Activity: Each line of the records below that holds "Check" should be returned.
◆ ◆ ◆ ◆
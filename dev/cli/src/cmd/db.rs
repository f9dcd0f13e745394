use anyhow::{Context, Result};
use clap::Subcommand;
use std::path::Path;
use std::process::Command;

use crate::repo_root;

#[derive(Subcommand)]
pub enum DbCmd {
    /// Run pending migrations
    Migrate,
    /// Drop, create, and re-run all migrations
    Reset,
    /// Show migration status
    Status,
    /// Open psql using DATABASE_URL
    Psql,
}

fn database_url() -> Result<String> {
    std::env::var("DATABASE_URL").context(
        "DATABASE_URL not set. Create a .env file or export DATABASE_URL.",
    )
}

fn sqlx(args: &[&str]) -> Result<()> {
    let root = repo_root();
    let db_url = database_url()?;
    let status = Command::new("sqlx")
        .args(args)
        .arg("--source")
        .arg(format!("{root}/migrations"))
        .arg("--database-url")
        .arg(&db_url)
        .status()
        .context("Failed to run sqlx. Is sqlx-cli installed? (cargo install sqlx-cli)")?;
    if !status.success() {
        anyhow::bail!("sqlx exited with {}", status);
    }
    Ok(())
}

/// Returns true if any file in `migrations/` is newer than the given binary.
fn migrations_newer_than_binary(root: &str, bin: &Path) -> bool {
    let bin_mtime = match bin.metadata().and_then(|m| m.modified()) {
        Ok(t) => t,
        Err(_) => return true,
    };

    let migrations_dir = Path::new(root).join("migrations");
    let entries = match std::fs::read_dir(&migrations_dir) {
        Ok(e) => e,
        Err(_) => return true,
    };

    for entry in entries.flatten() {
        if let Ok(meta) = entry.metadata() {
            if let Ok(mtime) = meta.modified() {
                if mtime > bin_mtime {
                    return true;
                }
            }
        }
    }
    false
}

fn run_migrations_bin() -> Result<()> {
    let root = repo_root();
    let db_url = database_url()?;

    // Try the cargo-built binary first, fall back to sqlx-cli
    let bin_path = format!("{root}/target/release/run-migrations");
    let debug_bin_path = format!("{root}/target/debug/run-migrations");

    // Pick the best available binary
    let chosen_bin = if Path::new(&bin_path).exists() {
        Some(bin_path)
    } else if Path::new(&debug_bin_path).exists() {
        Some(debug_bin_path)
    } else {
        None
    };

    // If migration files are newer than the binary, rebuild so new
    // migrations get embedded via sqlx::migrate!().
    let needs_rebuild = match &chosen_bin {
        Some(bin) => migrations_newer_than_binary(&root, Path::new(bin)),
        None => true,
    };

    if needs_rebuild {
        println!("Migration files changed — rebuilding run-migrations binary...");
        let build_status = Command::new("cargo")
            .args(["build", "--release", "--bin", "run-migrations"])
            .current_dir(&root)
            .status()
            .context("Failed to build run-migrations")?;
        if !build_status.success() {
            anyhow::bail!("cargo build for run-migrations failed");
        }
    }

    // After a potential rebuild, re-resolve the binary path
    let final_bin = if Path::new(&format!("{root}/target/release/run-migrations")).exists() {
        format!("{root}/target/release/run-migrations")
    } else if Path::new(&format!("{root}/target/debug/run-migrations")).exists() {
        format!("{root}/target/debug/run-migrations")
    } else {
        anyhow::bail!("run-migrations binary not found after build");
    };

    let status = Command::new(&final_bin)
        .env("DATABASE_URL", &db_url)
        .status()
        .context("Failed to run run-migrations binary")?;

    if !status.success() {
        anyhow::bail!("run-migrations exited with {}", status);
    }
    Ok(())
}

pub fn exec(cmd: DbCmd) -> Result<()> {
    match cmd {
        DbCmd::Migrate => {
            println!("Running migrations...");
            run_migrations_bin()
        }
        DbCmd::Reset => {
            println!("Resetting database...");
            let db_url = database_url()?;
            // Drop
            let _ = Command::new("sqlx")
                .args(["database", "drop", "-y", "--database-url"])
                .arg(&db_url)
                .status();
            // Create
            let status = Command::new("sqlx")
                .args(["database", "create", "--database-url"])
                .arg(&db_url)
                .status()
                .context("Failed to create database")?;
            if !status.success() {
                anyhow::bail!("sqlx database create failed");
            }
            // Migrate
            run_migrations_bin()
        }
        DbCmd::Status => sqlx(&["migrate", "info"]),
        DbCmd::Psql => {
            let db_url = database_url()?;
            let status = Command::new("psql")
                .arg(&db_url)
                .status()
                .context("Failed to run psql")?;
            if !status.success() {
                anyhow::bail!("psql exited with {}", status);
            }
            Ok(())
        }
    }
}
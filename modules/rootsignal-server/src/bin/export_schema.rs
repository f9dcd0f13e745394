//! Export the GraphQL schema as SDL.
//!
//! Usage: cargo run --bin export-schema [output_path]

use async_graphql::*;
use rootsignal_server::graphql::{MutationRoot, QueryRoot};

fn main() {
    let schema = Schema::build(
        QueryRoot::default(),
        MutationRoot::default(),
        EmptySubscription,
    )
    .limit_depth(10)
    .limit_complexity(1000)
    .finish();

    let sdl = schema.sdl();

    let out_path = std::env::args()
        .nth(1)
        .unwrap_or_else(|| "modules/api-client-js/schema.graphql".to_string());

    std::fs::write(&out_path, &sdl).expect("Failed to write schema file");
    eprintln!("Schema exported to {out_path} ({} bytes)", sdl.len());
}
◆ ◆ ◆ ◆
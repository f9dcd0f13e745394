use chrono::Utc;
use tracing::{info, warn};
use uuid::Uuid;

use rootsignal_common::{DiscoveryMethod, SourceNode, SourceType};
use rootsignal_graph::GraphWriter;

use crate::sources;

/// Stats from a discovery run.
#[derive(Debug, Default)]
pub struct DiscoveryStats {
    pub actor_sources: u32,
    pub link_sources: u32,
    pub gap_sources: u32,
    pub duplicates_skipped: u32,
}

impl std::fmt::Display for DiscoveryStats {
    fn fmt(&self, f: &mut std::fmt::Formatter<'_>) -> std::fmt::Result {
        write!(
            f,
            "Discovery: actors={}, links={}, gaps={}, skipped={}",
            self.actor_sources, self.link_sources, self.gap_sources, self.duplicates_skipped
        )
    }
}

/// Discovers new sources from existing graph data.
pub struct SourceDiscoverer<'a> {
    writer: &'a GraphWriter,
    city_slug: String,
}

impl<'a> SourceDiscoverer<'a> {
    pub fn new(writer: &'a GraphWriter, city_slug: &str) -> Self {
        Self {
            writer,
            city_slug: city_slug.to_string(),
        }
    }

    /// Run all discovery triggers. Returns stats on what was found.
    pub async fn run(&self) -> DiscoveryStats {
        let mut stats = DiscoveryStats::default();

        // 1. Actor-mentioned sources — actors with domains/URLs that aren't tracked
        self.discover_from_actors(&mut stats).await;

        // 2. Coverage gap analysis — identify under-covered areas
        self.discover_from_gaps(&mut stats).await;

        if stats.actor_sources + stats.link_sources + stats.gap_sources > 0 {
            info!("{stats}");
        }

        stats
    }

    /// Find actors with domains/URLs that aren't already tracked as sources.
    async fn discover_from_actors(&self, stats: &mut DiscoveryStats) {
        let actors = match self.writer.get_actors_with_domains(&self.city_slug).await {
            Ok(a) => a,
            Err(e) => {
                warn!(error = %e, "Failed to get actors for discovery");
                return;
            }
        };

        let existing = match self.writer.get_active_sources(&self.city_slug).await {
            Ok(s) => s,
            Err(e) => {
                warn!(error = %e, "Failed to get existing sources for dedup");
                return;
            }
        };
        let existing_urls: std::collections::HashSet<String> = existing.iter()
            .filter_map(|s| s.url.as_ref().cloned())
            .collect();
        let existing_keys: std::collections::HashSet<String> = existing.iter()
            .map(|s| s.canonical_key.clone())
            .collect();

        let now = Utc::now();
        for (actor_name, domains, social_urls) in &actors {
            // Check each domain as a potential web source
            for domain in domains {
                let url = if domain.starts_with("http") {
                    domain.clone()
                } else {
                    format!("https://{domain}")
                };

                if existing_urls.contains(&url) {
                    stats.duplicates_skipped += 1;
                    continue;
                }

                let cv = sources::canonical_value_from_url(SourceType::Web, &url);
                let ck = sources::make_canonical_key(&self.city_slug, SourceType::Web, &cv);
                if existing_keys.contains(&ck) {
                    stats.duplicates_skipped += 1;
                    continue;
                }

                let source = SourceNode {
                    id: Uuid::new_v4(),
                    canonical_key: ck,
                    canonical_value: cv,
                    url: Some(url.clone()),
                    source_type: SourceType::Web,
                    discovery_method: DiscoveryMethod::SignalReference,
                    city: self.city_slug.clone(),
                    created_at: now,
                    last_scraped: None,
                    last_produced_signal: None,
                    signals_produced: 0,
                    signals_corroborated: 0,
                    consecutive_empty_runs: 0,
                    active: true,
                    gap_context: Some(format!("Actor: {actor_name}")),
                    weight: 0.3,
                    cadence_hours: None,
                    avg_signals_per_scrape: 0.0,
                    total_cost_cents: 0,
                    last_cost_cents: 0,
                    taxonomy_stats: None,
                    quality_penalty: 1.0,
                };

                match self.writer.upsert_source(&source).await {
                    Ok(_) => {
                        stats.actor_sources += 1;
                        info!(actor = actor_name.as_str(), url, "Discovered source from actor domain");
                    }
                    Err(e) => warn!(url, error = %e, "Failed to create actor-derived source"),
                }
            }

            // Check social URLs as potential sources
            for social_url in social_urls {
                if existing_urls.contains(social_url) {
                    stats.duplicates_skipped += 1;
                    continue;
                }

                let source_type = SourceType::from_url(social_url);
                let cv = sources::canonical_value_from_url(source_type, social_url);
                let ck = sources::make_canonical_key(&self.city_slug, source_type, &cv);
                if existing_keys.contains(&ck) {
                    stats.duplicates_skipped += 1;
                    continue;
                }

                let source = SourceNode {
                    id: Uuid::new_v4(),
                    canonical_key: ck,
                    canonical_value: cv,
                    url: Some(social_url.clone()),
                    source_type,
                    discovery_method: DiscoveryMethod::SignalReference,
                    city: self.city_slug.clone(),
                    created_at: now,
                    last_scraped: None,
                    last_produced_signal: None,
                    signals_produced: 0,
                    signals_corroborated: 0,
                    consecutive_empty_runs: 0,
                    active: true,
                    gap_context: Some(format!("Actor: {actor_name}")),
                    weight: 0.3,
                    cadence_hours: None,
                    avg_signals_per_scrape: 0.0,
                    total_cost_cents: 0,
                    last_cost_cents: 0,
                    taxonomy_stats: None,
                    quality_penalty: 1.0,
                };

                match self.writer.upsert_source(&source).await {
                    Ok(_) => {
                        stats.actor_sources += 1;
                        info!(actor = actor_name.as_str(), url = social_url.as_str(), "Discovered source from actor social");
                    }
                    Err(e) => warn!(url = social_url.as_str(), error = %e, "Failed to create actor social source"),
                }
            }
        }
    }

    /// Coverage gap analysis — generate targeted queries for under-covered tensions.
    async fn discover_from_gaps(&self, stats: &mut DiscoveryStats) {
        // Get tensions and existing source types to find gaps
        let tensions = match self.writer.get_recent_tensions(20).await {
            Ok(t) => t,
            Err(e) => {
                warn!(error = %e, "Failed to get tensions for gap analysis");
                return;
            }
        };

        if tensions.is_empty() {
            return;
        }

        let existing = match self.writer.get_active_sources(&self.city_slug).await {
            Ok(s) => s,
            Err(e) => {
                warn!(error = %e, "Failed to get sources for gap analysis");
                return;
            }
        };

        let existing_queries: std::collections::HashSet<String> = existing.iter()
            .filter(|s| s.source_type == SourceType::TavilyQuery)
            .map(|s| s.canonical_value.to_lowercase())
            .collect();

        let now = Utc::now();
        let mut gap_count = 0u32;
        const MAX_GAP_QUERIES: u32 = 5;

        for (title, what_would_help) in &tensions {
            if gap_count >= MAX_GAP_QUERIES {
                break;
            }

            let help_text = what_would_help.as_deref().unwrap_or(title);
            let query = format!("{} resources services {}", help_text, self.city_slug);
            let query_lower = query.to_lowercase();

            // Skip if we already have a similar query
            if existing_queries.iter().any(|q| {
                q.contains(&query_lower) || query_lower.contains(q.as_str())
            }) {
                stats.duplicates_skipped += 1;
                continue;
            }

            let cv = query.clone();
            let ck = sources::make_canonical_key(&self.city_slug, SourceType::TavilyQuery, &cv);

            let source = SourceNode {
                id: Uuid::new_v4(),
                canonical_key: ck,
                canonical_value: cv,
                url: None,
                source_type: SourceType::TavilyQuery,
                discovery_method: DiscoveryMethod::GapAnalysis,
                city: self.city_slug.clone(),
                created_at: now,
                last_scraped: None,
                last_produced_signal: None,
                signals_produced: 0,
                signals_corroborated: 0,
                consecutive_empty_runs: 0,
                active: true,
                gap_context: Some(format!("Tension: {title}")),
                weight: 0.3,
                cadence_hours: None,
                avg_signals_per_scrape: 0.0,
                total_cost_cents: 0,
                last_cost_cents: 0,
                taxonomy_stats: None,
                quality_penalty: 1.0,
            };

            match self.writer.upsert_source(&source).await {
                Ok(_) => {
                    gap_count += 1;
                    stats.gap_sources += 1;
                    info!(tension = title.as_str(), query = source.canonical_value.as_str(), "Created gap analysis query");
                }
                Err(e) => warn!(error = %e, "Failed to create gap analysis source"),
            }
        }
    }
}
◆ ◆ ◆ ◆
Exercise answer:
            // Check each domain as a potential web source
            // Check social URLs as potential sources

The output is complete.